Carboxymethyl cellulose/ microfibrillated cellulose hydrogel beads for phosphate recovery: Templating effects of in situ-grown CaCO3 nanoparticles from CO2

Abstract

Carboxymethyl cellulose (CMC) hydrogel is a promising adsorbent. However, its weak chemical interaction with phosphate restricts the adsorption capacity and selectivity for nutrient recovery. In this study, CaCO3 nanoparticles were grown with microfibrillated cellulose using CO2 before crosslinking CMC into hydrogel beads to improve phosphate adsorption through chemical interactions. Scanning electron microscope showed the rough surface with wrinkles and the slightly porous surface after removing CaCO3. Fourier-transform infrared spectroscopy confirmed calcite formation in CMC hydrogel and the removal through chelation based on the calcite peak at 852 cm−1. However, the calcite crystallinity was absent in the X-ray diffraction analysis due to the hindrance of the amorphous hydrogel. The phosphate adsorption capacity was increased to 109.87 mg/g by growing CaCO3 nanoparticles instead of blending.

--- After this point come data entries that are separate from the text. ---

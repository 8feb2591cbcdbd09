//! Command handler port.

use async_trait::async_trait;
use std::future::Future;
use std::sync::Arc;
use thiserror::Error;

use super::{EntityCacheError, TransportError};
use crate::command::domain::{ParameterError, ReplyOutcome};
use crate::command::services::CommandContext;

/// Result type for handler invocations.
pub type HandlerResult = Result<ReplyOutcome, HandlerError>;

/// Code run when a command is invoked.
///
/// Handlers may reply manually through [`CommandContext::reply`]; in that
/// case they should return [`ReplyOutcome::Void`].
#[async_trait]
pub trait CommandHandler: Send + Sync {
    /// Runs the command.
    ///
    /// # Errors
    ///
    /// Returns [`HandlerError`] on failure; the dispatcher converts it into
    /// an error system message.
    async fn handle(&self, context: CommandContext) -> HandlerResult;
}

/// Errors returned by command handlers.
#[derive(Debug, Clone, Error)]
pub enum HandlerError {
    /// A parameter could not be used.
    #[error(transparent)]
    Parameter(#[from] ParameterError),

    /// A manual reply failed.
    #[error(transparent)]
    Transport(#[from] TransportError),

    /// An entity lookup failed.
    #[error(transparent)]
    Entity(#[from] EntityCacheError),

    /// A user-facing failure message.
    #[error("{0}")]
    Message(String),

    /// Any other failure.
    #[error("handler failed: {0}")]
    Failed(Arc<dyn std::error::Error + Send + Sync>),
}

impl HandlerError {
    /// Creates a user-facing failure.
    pub fn message(message: impl Into<String>) -> Self {
        Self::Message(message.into())
    }

    /// Wraps an arbitrary error.
    pub fn failed(err: impl std::error::Error + Send + Sync + 'static) -> Self {
        Self::Failed(Arc::new(err))
    }
}

/// Handler backed by an async closure.
///
/// Built with [`handler_fn`].
pub struct FnHandler<F>(F);

/// Wraps an async closure as a [`CommandHandler`].
///
/// # Examples
///
/// ```
/// use switchboard::command::domain::ChatCommand;
/// use switchboard::command::ports::{HandlerResult, handler_fn};
///
/// let ping = ChatCommand::new("ping", "Replies with pong")
///     .expect("valid command")
///     .with_handler(handler_fn(|_context| async { HandlerResult::Ok("pong".into()) }));
/// assert!(ping.handler().is_some());
/// ```
pub const fn handler_fn<F, Fut>(handler: F) -> FnHandler<F>
where
    F: Fn(CommandContext) -> Fut + Send + Sync,
    Fut: Future<Output = HandlerResult> + Send,
{
    FnHandler(handler)
}

#[async_trait]
impl<F, Fut> CommandHandler for FnHandler<F>
where
    F: Fn(CommandContext) -> Fut + Send + Sync,
    Fut: Future<Output = HandlerResult> + Send,
{
    async fn handle(&self, context: CommandContext) -> HandlerResult {
        (self.0)(context).await
    }
}
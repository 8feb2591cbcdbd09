//! Dispatch configuration.
//!
//! Every field has a default, so an empty TOML document is a valid
//! configuration. [`DispatchConfig::validate`] runs on every load path.

use minijinja::Environment;
use serde::Deserialize;
use std::collections::BTreeMap;
use std::time::Duration;
use thiserror::Error;

use super::domain::{
    AccessDefaults, CheckMode, DefinitionError, GuildId, PrefixScope, PrefixTable,
};

/// Default text-command prefix.
pub const DEFAULT_PREFIX: &str = "!";

/// Default handler deadline, kept under the 15-minute interaction token
/// lifetime so the error reply can still be delivered.
pub const DEFAULT_HANDLER_TIMEOUT_SECS: u64 = 840;

/// Operator-editable system message templates.
///
/// Templates are rendered with `minijinja` and see the keys `command`,
/// `detail` and `permissions`.
#[derive(Debug, Clone, PartialEq, Eq, Deserialize)]
#[serde(default, deny_unknown_fields)]
pub struct SystemMessageTemplates {
    /// Sent when no command matches.
    pub not_found: String,
    /// Sent when a permission check fails.
    pub permission_denied: String,
    /// Sent for every other dispatch failure.
    pub error: String,
    /// Sent when a void handler completes and announce-success is on.
    pub success: String,
}

impl Default for SystemMessageTemplates {
    fn default() -> Self {
        Self {
            not_found: "Command `{{ command }}` was not found.".to_owned(),
            permission_denied: concat!(
                "You do not have permission to use `{{ command }}`.",
                "{% if permissions %} Required: {{ permissions }}.{% endif %}",
            )
            .to_owned(),
            error: "Command `{{ command }}` failed: {{ detail }}".to_owned(),
            success: "Command `{{ command }}` completed.".to_owned(),
        }
    }
}

impl SystemMessageTemplates {
    fn entries(&self) -> [(&'static str, &str); 4] {
        [
            ("not_found", self.not_found.as_str()),
            ("permission_denied", self.permission_denied.as_str()),
            ("error", self.error.as_str()),
            ("success", self.success.as_str()),
        ]
    }
}

/// Settings for the resolver, evaluator and reply protocol.
#[derive(Debug, Clone, PartialEq, Eq, Deserialize)]
#[serde(default, deny_unknown_fields)]
pub struct DispatchConfig {
    /// Global text-command prefix.
    pub prefix: String,
    /// Per-guild prefix overrides.
    pub guild_prefixes: BTreeMap<GuildId, String>,
    /// Separator between positional text arguments.
    pub parameter_separator: String,
    /// Separator between command, group and subcommand in text input.
    pub command_separator: String,
    /// Mode for permission rules that do not set one.
    pub default_check_mode: CheckMode,
    /// DM policy for commands that do not set one.
    pub default_dm_allowed: bool,
    /// Whether void handlers produce a success message by default.
    pub announce_success: bool,
    /// Handler deadline in seconds.
    pub handler_timeout_secs: u64,
    /// System message templates.
    pub system_messages: SystemMessageTemplates,
}

impl Default for DispatchConfig {
    fn default() -> Self {
        Self {
            prefix: DEFAULT_PREFIX.to_owned(),
            guild_prefixes: BTreeMap::new(),
            parameter_separator: ",".to_owned(),
            command_separator: "/".to_owned(),
            default_check_mode: CheckMode::All,
            default_dm_allowed: true,
            announce_success: false,
            handler_timeout_secs: DEFAULT_HANDLER_TIMEOUT_SECS,
            system_messages: SystemMessageTemplates::default(),
        }
    }
}

impl DispatchConfig {
    /// Parses and validates a TOML document.
    ///
    /// # Errors
    ///
    /// Returns [`ConfigError::Parse`] for malformed TOML or unknown keys, or
    /// any error from [`Self::validate`].
    pub fn from_toml_str(source: &str) -> Result<Self, ConfigError> {
        let config: Self = toml::from_str(source)?;
        config.validate()?;
        Ok(config)
    }

    /// Checks prefixes, separators, the deadline and template syntax.
    ///
    /// # Errors
    ///
    /// Returns [`ConfigError::Definition`] for an invalid prefix or
    /// separator, [`ConfigError::ZeroTimeout`] for a zero deadline, or
    /// [`ConfigError::Template`] when a template does not parse.
    pub fn validate(&self) -> Result<(), ConfigError> {
        self.prefix_table()?;
        validate_separator(&self.parameter_separator)?;
        validate_separator(&self.command_separator)?;
        if self.parameter_separator == self.command_separator {
            return Err(DefinitionError::SeparatorCollision(self.command_separator.clone()).into());
        }

        if self.handler_timeout_secs == 0 {
            return Err(ConfigError::ZeroTimeout);
        }

        let environment = Environment::new();
        for (name, source) in self.system_messages.entries() {
            environment
                .template_from_str(source)
                .map_err(|error| ConfigError::Template {
                    name,
                    reason: error.to_string(),
                })?;
        }
        Ok(())
    }

    /// Builds the prefix table from the global prefix and guild overrides.
    ///
    /// # Errors
    ///
    /// Returns [`DefinitionError::InvalidPrefix`] for any invalid prefix.
    pub fn prefix_table(&self) -> Result<PrefixTable, DefinitionError> {
        let mut table = PrefixTable::new(self.prefix.clone())?;
        for (guild, prefix) in &self.guild_prefixes {
            table.set(PrefixScope::Guild(guild.clone()), prefix.clone())?;
        }
        Ok(table)
    }

    /// Returns the permission evaluator fallbacks.
    #[must_use]
    pub const fn access_defaults(&self) -> AccessDefaults {
        AccessDefaults {
            check_mode: self.default_check_mode,
            dm_allowed: self.default_dm_allowed,
        }
    }

    /// Returns the handler deadline.
    #[must_use]
    pub const fn handler_timeout(&self) -> Duration {
        Duration::from_secs(self.handler_timeout_secs)
    }
}

fn validate_separator(separator: &str) -> Result<(), DefinitionError> {
    if separator.is_empty() || separator.chars().any(char::is_whitespace) {
        return Err(DefinitionError::InvalidSeparator(separator.to_owned()));
    }
    Ok(())
}

/// Errors raised while loading configuration.
#[derive(Debug, Error)]
pub enum ConfigError {
    /// The TOML document is malformed or has unknown keys.
    #[error("invalid dispatch configuration: {0}")]
    Parse(#[from] toml::de::Error),

    /// A prefix or separator is invalid.
    #[error(transparent)]
    Definition(#[from] DefinitionError),

    /// The handler deadline is zero.
    #[error("handler_timeout_secs must be greater than zero")]
    ZeroTimeout,

    /// A system message template does not parse.
    #[error("system message template '{name}' is invalid: {reason}")]
    Template {
        /// Template key.
        name: &'static str,
        /// Parser message.
        reason: String,
    },
}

After removing CaCO3 nanoparticles, the phosphate adsorption capacity was further raised to 132.21 mg/g due to the increment of active sites and surface area. The adsorption was stable between pH 3 and pH 7, and it was only significantly affected by HCO3- due to alkalinity changes. The selective phosphate adsorption was driven by chemical interaction, as proven by the pseudo-second-order kinetic model and Langmuir isotherm. After 6 cycles, the adsorption capacity was maintained more than 80 %.